Zidane unter Druck: "Ich bin der Verantwortliche"
Zidane zeigt sich durchaus selbstkritisch und nimmt die Schlappe auf seine Kappe. "Ich bin der Trainer. Es ist klar, dass ich der Verantwortliche bin. Weil die erste Halbzeit schlecht für meine Mannschaft verlief, habe ich natürlich etwas nicht gut gemacht. Wir hatten von Anfang an versucht, vorne Druck zu machen. Als Donetsk getroffen hat, hat sich alles verändert. Das hat uns zu schaffen gemacht. Ich bin der Trainer, ich muss die Lösung finden, denn so etwas draf nicht passieren. Ich habe sie aber nicht gefunden, und deshalb war es schwierig für meine Spieler", gibt der 48-Jährige zu. "Wir verdienen die Kritik, wir alle, und ich zuerst.

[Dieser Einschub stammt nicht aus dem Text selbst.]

use tracing::{error, info};

mod config;
mod engine;
mod sink;
mod source;
mod validator;

use config::Config;
use engine::Engine;
use sink::AnyWidgetSink;
use source::AnyRequestSource;

struct AppContext {
    config: Config,
    aws_config: aws_config::SdkConfig,
}

impl wc_app::ContextProvider<Config> for AppContext {
    async fn new(config: Config, aws_config: aws_config::SdkConfig) -> Self {
        Self { config, aws_config }
    }
}

#[tokio::main]
async fn main() {
    // Initialize the application context (which also initializes tracing)
    let context = wc_app::create_app_context::<AppContext, Config>()
        .await
        .expect("Failed to load configuration");

    let settings = match context.config.resolve() {
        Ok(settings) => settings,
        Err(err) => {
            error!("invalid configuration: {err}");
            std::process::exit(2);
        }
    };

    let source =
        AnyRequestSource::from_config(&settings.source, &context.aws_config);
    let sink = AnyWidgetSink::from_config(&settings.sink, &context.aws_config);

    info!(
        "polling {} and fulfilling requests into {}",
        settings.source, settings.sink
    );

    let report = Engine::new(
        source,
        sink,
        settings.max_idle_polls,
        settings.poll_interval,
    )
    .run()
    .await;

    info!(
        "fulfilled {} requests, skipped {}",
        report.fulfilled, report.skipped
    );
}
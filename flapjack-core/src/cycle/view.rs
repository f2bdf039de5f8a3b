//! Read-only snapshot of the cook cycle for displays

use crate::cycle::DispensePhase;
use crate::state::{FaultKind, Status};

/// Snapshot of everything a display needs for one frame
#[derive(Debug, Clone, Copy, PartialEq, Eq)]
#[cfg_attr(feature = "defmt", derive(defmt::Format))]
pub struct StatusView {
    /// Current status
    pub status: Status,
    /// Progress of the running phase in permille
    ///
    /// Heat-up in `Requested`, cook time in `Baking`, pickup grace in
    /// `Ready`, kill timeout in `Cancelled`; zero in `Empty`.
    pub progress_permille: u16,
    /// Seconds left in the running phase, rounded up
    pub seconds_left: u32,
    /// Heater relay commanded on
    pub heater_on: bool,
    /// Griddle hot enough to bake
    pub heater_ready: bool,
    /// Griddle cooled down
    pub griddle_cool: bool,
    /// Dispense sequence progress
    pub dispense: DispensePhase,
    /// Most recent fault, cleared when a new cycle starts
    pub last_fault: Option<FaultKind>,
}

impl StatusView {
    /// View of an idle machine
    pub const fn idle() -> Self {
        Self {
            status: Status::Empty,
            progress_permille: 0,
            seconds_left: 0,
            heater_on: false,
            heater_ready: false,
            griddle_cool: true,
            dispense: DispensePhase::Idle,
            last_fault: None,
        }
    }

    /// Check if the cooling animation should play
    pub fn is_cooling(&self) -> bool {
        self.status == Status::Ready && !self.griddle_cool
    }
}

impl Default for StatusView {
    fn default() -> Self {
        Self::idle()
    }
}
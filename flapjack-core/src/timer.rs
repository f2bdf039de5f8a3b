//! Countdown timers over a wrapping millisecond clock

/// Countdown started at a given time
///
/// Gates cook time, dispense dwell, kill timeout, pickup grace, message hold
/// and animation frame advance. All comparisons use wrapping arithmetic, so a
/// timer keeps working across the `u32` millisecond rollover (~49 days).
#[derive(Debug, Clone, Copy, PartialEq, Eq)]
#[cfg_attr(feature = "defmt", derive(defmt::Format))]
pub struct CycleTimer {
    start_ms: u32,
    duration_ms: u32,
}

impl CycleTimer {
    /// Start a timer at `now_ms`
    pub const fn start(now_ms: u32, duration_ms: u32) -> Self {
        Self {
            start_ms: now_ms,
            duration_ms,
        }
    }

    /// Time the timer was started
    pub fn start_ms(&self) -> u32 {
        self.start_ms
    }

    /// Configured duration
    pub fn duration_ms(&self) -> u32 {
        self.duration_ms
    }

    /// Time since start
    pub fn elapsed(&self, now_ms: u32) -> u32 {
        now_ms.wrapping_sub(self.start_ms)
    }

    /// Time left until expiry (zero once expired)
    pub fn remaining(&self, now_ms: u32) -> u32 {
        self.duration_ms.saturating_sub(self.elapsed(now_ms))
    }

    /// Check if the full duration has elapsed
    pub fn is_expired(&self, now_ms: u32) -> bool {
        self.elapsed(now_ms) >= self.duration_ms
    }

    /// Progress in permille, clamped to 1000
    pub fn progress_permille(&self, now_ms: u32) -> u16 {
        if self.duration_ms == 0 {
            return 1000;
        }
        let elapsed = self.elapsed(now_ms).min(self.duration_ms) as u64;
        (elapsed * 1000 / self.duration_ms as u64) as u16
    }

    /// Number of whole periods of `duration_ms` elapsed (for frame advance)
    pub fn periods(&self, now_ms: u32) -> u32 {
        if self.duration_ms == 0 {
            return 0;
        }
        self.elapsed(now_ms) / self.duration_ms
    }
}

Trotz aller Kritik, die derzeit auf ihn und sein Team einprasselt, gibt sich Zidane optimistisch. "Wir müssen dieses Spiel analysieren. Ich muss das finden, was uns wieder zu unserer Stärke und zum Erfolg führen wird. Ich bin sehr positiv und glaube an diese Mannschaft. Es ist eine schwer zu verarbeitende Niederlage, aber ich halte mich für fähig, diese Situation zu lösen. Die Spieler werden es auch versuchen. Wir müssen Lösungen finden und werden sie auch finden. Das Wichtigste ist, dass wir ruhig bleiben."
In Zidanes Fall vermutlich leichter gesagt als getan. Der Trainer gerät nach den zwei Blamagen gegen Shakhtar und zuvor in der Liga gegen Aufsteiger Cadiz (0:1) langsam, aber sicher unter Druck. Dem nicht genug, steht in La Liga am Samstag (16 Uhr im LIVE-Ticker) ausgerechnet der Clasico gegen den FC Barcelona an.
Auf eine Journalisten-Frage, ob Real Angst vor einer weiteren Blamage im Clasico habe, entgegnet Zidane: "Ich muss darauf nichts antworten. Wir werden am Samstag antreten und uns vorher darauf vorbereiten. Wichtig ist jetzt Ruhe."